Introduction
In this blog, I’ll share my experience in performing the data migration of an entire Oracle database to Postgres using Ora2Pg. While the demonstration uses the Oracle HR schema for simplicity, the same approach and practices can be applied in a real-time project too.

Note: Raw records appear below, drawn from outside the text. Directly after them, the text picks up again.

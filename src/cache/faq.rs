//! FAQ answer cache (tier T2).
//!
//! Pre-generated answers for the curated question list, stored in the KV
//! store under `faq:answer:<md5(normalized question)>` by a background job
//! on the ingestion side. This side only reads, refreshes TTLs on write
//! paths it owns (admin repopulation), and clears.

use std::sync::Arc;

use serde::{Deserialize, Serialize};
use tracing::warn;

use crate::kv::{keys, AtomicKv};
use crate::retrieval::Document;

/// Default payload TTL: 24 hours (the background job refreshes daily).
pub const FAQ_ANSWER_TTL: i64 = 86_400;

#[derive(Debug, Serialize, Deserialize)]
struct FaqPayload {
    answer: String,
    sources: Vec<Document>,
}

/// KV-backed cache of pre-generated FAQ answers.
pub struct FaqAnswerCache {
    kv: Arc<dyn AtomicKv>,
}

impl FaqAnswerCache {
    pub fn new(kv: Arc<dyn AtomicKv>) -> Self {
        Self { kv }
    }

    /// Canonical form of a question: lowercased, whitespace collapsed,
    /// trailing question marks dropped.
    fn normalize(question: &str) -> String {
        let collapsed = question
            .split_whitespace()
            .collect::<Vec<_>>()
            .join(" ")
            .to_lowercase();
        collapsed.trim_end_matches('?').trim().to_string()
    }

    fn key(question: &str) -> String {
        let digest = md5::compute(Self::normalize(question).as_bytes());
        keys::faq_answer(&format!("{digest:x}"))
    }

    /// Fetch the pre-generated answer for a matched FAQ question.
    pub async fn get(&self, question: &str) -> Option<(String, Vec<Document>)> {
        let raw = match self.kv.get_string(&Self::key(question)).await {
            Ok(Some(raw)) => raw,
            Ok(None) => return None,
            Err(e) => {
                warn!("FAQ cache read failed: {e}");
                return None;
            }
        };
        let payload: FaqPayload = match serde_json::from_str(&raw) {
            Ok(p) => p,
            Err(e) => {
                warn!("FAQ cache entry is corrupt, ignoring: {e}");
                return None;
            }
        };
        if payload.answer.trim() == crate::pipeline::GENERIC_USER_ERROR_MESSAGE {
            return None;
        }
        Some((payload.answer, payload.sources))
    }

    /// Store an answer (admin repopulation path). Best-effort.
    pub async fn set(&self, question: &str, answer: &str, sources: &[Document]) {
        let Some((answer, sources)) = super::sanitize_entry(answer, sources) else {
            return;
        };
        let payload = FaqPayload { answer, sources };
        let json = match serde_json::to_string(&payload) {
            Ok(j) => j,
            Err(e) => {
                warn!("FAQ payload serialization failed: {e}");
                return;
            }
        };
        if let Err(e) = self
            .kv
            .set_string_ex(&Self::key(question), &json, FAQ_ANSWER_TTL)
            .await
        {
            warn!("FAQ cache write failed: {e}");
        }
    }

    /// Delete every stored FAQ answer.
    pub async fn clear(&self) {
        match self.kv.scan_prefix("faq:answer:").await {
            Ok(keys) => {
                for key in keys {
                    if let Err(e) = self.kv.delete(&key).await {
                        warn!("FAQ cache delete failed for {key}: {e}");
                    }
                }
            }
            Err(e) => warn!("FAQ cache clear scan failed: {e}"),
        }
    }
}
//! Cloudflare Turnstile verification.
//!
//! Bot verification never blocks outright: a failed (or unreachable)
//! verification downgrades the caller to a 10x tighter rate-limit bucket.
//! That policy lives in the gate; this module only talks to the API.

use std::time::Duration;

use reqwest::Client;
use serde_json::Value;
use tracing::{debug, warn};

use crate::error::{HubError, Result};

const VERIFY_URL: &str = "https://challenges.cloudflare.com/turnstile/v0/siteverify";

/// Thin client for the Turnstile siteverify endpoint.
pub struct TurnstileVerifier {
    client: Client,
    secret: String,
    /// Overridable for tests.
    verify_url: String,
}

impl TurnstileVerifier {
    pub fn new(secret: String) -> Self {
        Self {
            client: Client::builder()
                .timeout(Duration::from_secs(10))
                .build()
                .expect("failed to build HTTP client"),
            secret,
            verify_url: VERIFY_URL.to_string(),
        }
    }

    #[cfg(test)]
    pub fn with_url(secret: String, url: String) -> Self {
        let mut v = Self::new(secret);
        v.verify_url = url;
        v
    }

    /// Verify a client token. `Ok(true)` means the provider accepted it;
    /// `Ok(false)` means it rejected it; `Err` means the provider itself
    /// was unreachable (callers degrade rather than block).
    pub async fn verify(&self, token: &str, remote_ip: Option<&str>) -> Result<bool> {
        if token.is_empty() {
            warn!("Turnstile verification failed: no token provided");
            return Ok(false);
        }

        let mut form = vec![("secret", self.secret.as_str()), ("response", token)];
        if let Some(ip) = remote_ip {
            form.push(("remoteip", ip));
        }

        let response = self
            .client
            .post(&self.verify_url)
            .form(&form)
            .send()
            .await?
            .error_for_status()
            .map_err(HubError::Http)?;

        let body: Value = response.json().await?;
        let success = body["success"].as_bool().unwrap_or(false);
        if success {
            debug!("Turnstile verification succeeded");
        } else {
            warn!(
                "Turnstile verification failed: {:?}",
                body["error-codes"].as_array().map(|a| a.len()).unwrap_or(0)
            );
        }
        Ok(success)
    }
}

#[cfg(test)]
mod tests {
    use super::*;

    #[tokio::test]
    async fn test_empty_token_rejected_without_network() {
        let verifier = TurnstileVerifier::new("secret".into());
        assert_eq!(verifier.verify("", None).await.unwrap(), false);
    }

    #[tokio::test]
    async fn test_unreachable_provider_is_an_error() {
        // 127.0.0.1:9 is discard; connection should fail fast.
        let verifier =
            TurnstileVerifier::with_url("secret".into(), "http://127.0.0.1:9/verify".into());
        assert!(verifier.verify("some-token", Some("1.2.3.4")).await.is_err());
    }
}
//! Embeddings port: dense vectors plus optional sparse lexical vectors.

use std::collections::HashMap;
use std::time::Duration;

use async_trait::async_trait;
use reqwest::Client;
use serde::Deserialize;
use serde_json::json;

use crate::error::{HubError, Result};

/// Sparse lexical vector: token -> weight.
pub type SparseVector = HashMap<String, f32>;

/// Batched embedding result. `sparse` is present only when the backing
/// service produces lexical vectors alongside the dense ones.
#[derive(Debug, Clone, Default)]
pub struct EmbeddingOutput {
    pub dense: Vec<Vec<f32>>,
    pub sparse: Option<Vec<SparseVector>>,
}

/// Embedding service port.
#[async_trait]
pub trait EmbeddingClient: Send + Sync {
    /// Embed a batch of texts, preserving order.
    async fn embed(&self, texts: &[String]) -> Result<EmbeddingOutput>;

    /// Expected dense dimension (0 = unknown/unchecked).
    fn dimension(&self) -> usize;
}

/// Cosine similarity clamped to `[0, 1]`.
///
/// Returns 0.0 for empty, mismatched-length, or zero-magnitude inputs.
pub fn cosine_similarity(a: &[f32], b: &[f32]) -> f32 {
    if a.len() != b.len() || a.is_empty() {
        return 0.0;
    }
    let dot: f32 = a.iter().zip(b.iter()).map(|(x, y)| x * y).sum();
    let mag_a: f32 = a.iter().map(|x| x * x).sum::<f32>().sqrt();
    let mag_b: f32 = b.iter().map(|x| x * x).sum::<f32>().sqrt();
    if mag_a == 0.0 || mag_b == 0.0 {
        return 0.0;
    }
    (dot / (mag_a * mag_b)).clamp(0.0, 1.0)
}

/// Sparse cosine similarity over the token intersection, clamped to `[0, 1]`.
pub fn sparse_similarity(a: &SparseVector, b: &SparseVector) -> f32 {
    if a.is_empty() || b.is_empty() {
        return 0.0;
    }
    let (small, large) = if a.len() <= b.len() { (a, b) } else { (b, a) };
    let dot: f32 = small
        .iter()
        .filter_map(|(token, wa)| large.get(token).map(|wb| wa * wb))
        .sum();
    let mag_a: f32 = a.values().map(|w| w * w).sum::<f32>().sqrt();
    let mag_b: f32 = b.values().map(|w| w * w).sum::<f32>().sqrt();
    if mag_a == 0.0 || mag_b == 0.0 {
        return 0.0;
    }
    (dot / (mag_a * mag_b)).clamp(0.0, 1.0)
}

// ---------------------------------------------------------------------------
// HTTP implementation
// ---------------------------------------------------------------------------

#[derive(Debug, Deserialize)]
struct EmbeddingItem {
    embedding: Vec<f32>,
    #[serde(default)]
    sparse: Option<SparseVector>,
}

#[derive(Debug, Deserialize)]
struct EmbeddingApiResponse {
    data: Vec<EmbeddingItem>,
}

/// Client for an OpenAI-compatible embeddings server that optionally returns
/// sparse vectors per item.
pub struct HttpEmbeddings {
    client: Client,
    base_url: String,
    dimension: usize,
}

impl HttpEmbeddings {
    pub fn new(base_url: String, dimension: usize) -> Self {
        Self {
            client: Client::builder()
                .timeout(Duration::from_secs(30))
                .build()
                .expect("failed to build HTTP client"),
            base_url: base_url.trim_end_matches('/').to_string(),
            dimension,
        }
    }
}

#[async_trait]
impl EmbeddingClient for HttpEmbeddings {
    async fn embed(&self, texts: &[String]) -> Result<EmbeddingOutput> {
        if texts.is_empty() {
            return Ok(EmbeddingOutput::default());
        }
        let response = self
            .client
            .post(format!("{}/embeddings", self.base_url))
            .json(&json!({ "input": texts }))
            .send()
            .await?
            .error_for_status()
            .map_err(HubError::Http)?;

        let parsed: EmbeddingApiResponse = response.json().await?;
        if parsed.data.len() != texts.len() {
            return Err(HubError::Embedding(format!(
                "embedding count mismatch: sent {}, got {}",
                texts.len(),
                parsed.data.len()
            )));
        }

        let has_sparse = parsed.data.iter().all(|d| d.sparse.is_some());
        let mut dense = Vec::with_capacity(parsed.data.len());
        let mut sparse = Vec::with_capacity(parsed.data.len());
        for item in parsed.data {
            if self.dimension > 0 && item.embedding.len() != self.dimension {
                return Err(HubError::Embedding(format!(
                    "dense dimension mismatch: got {}, expected {}",
                    item.embedding.len(),
                    self.dimension
                )));
            }
            dense.push(item.embedding);
            if let Some(s) = item.sparse {
                sparse.push(s);
            }
        }
        Ok(EmbeddingOutput {
            dense,
            sparse: if has_sparse { Some(sparse) } else { None },
        })
    }

    fn dimension(&self) -> usize {
        self.dimension
    }
}

// ============================================================================
// Tests
// ============================================================================

#[cfg(test)]
mod tests {
    use super::*;

    #[test]
    fn test_cosine_identical() {
        let v = vec![1.0f32, 2.0, 3.0];
        assert!((cosine_similarity(&v, &v) - 1.0).abs() < 1e-6);
    }

    #[test]
    fn test_cosine_orthogonal() {
        let a = vec![1.0f32, 0.0];
        let b = vec![0.0f32, 1.0];
        assert!(cosine_similarity(&a, &b).abs() < 1e-6);
    }

    #[test]
    fn test_cosine_guards() {
        assert_eq!(cosine_similarity(&[], &[]), 0.0);
        assert_eq!(cosine_similarity(&[1.0], &[1.0, 2.0]), 0.0);
        assert_eq!(cosine_similarity(&[0.0, 0.0], &[1.0, 1.0]), 0.0);
    }

    #[test]
    fn test_cosine_opposite_clamps_to_zero() {
        let a = vec![1.0f32, 0.0];
        let b = vec![-1.0f32, 0.0];
        assert_eq!(cosine_similarity(&a, &b), 0.0);
    }

    #[test]
    fn test_sparse_similarity_overlap() {
        let a: SparseVector = [("blocktime".to_string(), 1.0)].into_iter().collect();
        let b: SparseVector = [("blocktime".to_string(), 1.0)].into_iter().collect();
        assert!((sparse_similarity(&a, &b) - 1.0).abs() < 1e-6);
    }

    #[test]
    fn test_sparse_similarity_disjoint_is_zero() {
        let a: SparseVector = [("halving".to_string(), 1.0)].into_iter().collect();
        let b: SparseVector = [("mweb".to_string(), 1.0)].into_iter().collect();
        assert_eq!(sparse_similarity(&a, &b), 0.0);
        assert_eq!(sparse_similarity(&SparseVector::new(), &a), 0.0);
    }

    #[test]
    fn test_sparse_similarity_partial() {
        let a: SparseVector = [("a".to_string(), 1.0), ("b".to_string(), 1.0)]
            .into_iter()
            .collect();
        let b: SparseVector = [("a".to_string(), 1.0)].into_iter().collect();
        // dot = 1, |a| = sqrt(2), |b| = 1 -> 1/sqrt(2)
        assert!((sparse_similarity(&a, &b) - 1.0 / 2.0f32.sqrt()).abs() < 1e-5);
    }

    #[test]
    fn test_api_response_parses_with_and_without_sparse() {
        let with: EmbeddingApiResponse = serde_json::from_str(
            r#"{"data": [{"embedding": [0.1, 0.2], "sparse": {"ltc": 0.7}}]}"#,
        )
        .unwrap();
        assert!(with.data[0].sparse.is_some());
        let without: EmbeddingApiResponse =
            serde_json::from_str(r#"{"data": [{"embedding": [0.1, 0.2]}]}"#).unwrap();
        assert!(without.data[0].sparse.is_none());
    }
}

Migrating data from Oracle to PostgreSQL can be complex, particularly when handling dependencies, constraints, and performance considerations. This blog outlines the configuration, execution, and validation strategies I used to complete the migration, along with key insights and challenges encountered during the process.
Prerequisites
Before starting the migration, ensure:
Ora2Pgis installed and configured properlyOracle client librariesare installed (ORACLE_HOMEset)PostgreSQLdatabase is up and reachable- Required
Perlmodules are installed
Pre-Migration Checklist (Important but often missed)
Before running Ora2Pg:
- Identify large tables and estimate migration time
- Check unsupported Oracle features:
- Packages
- Materialized views
- Synonyms
- Review data types that require conversion (`NUMBER, DATE, CLOB`, etc.).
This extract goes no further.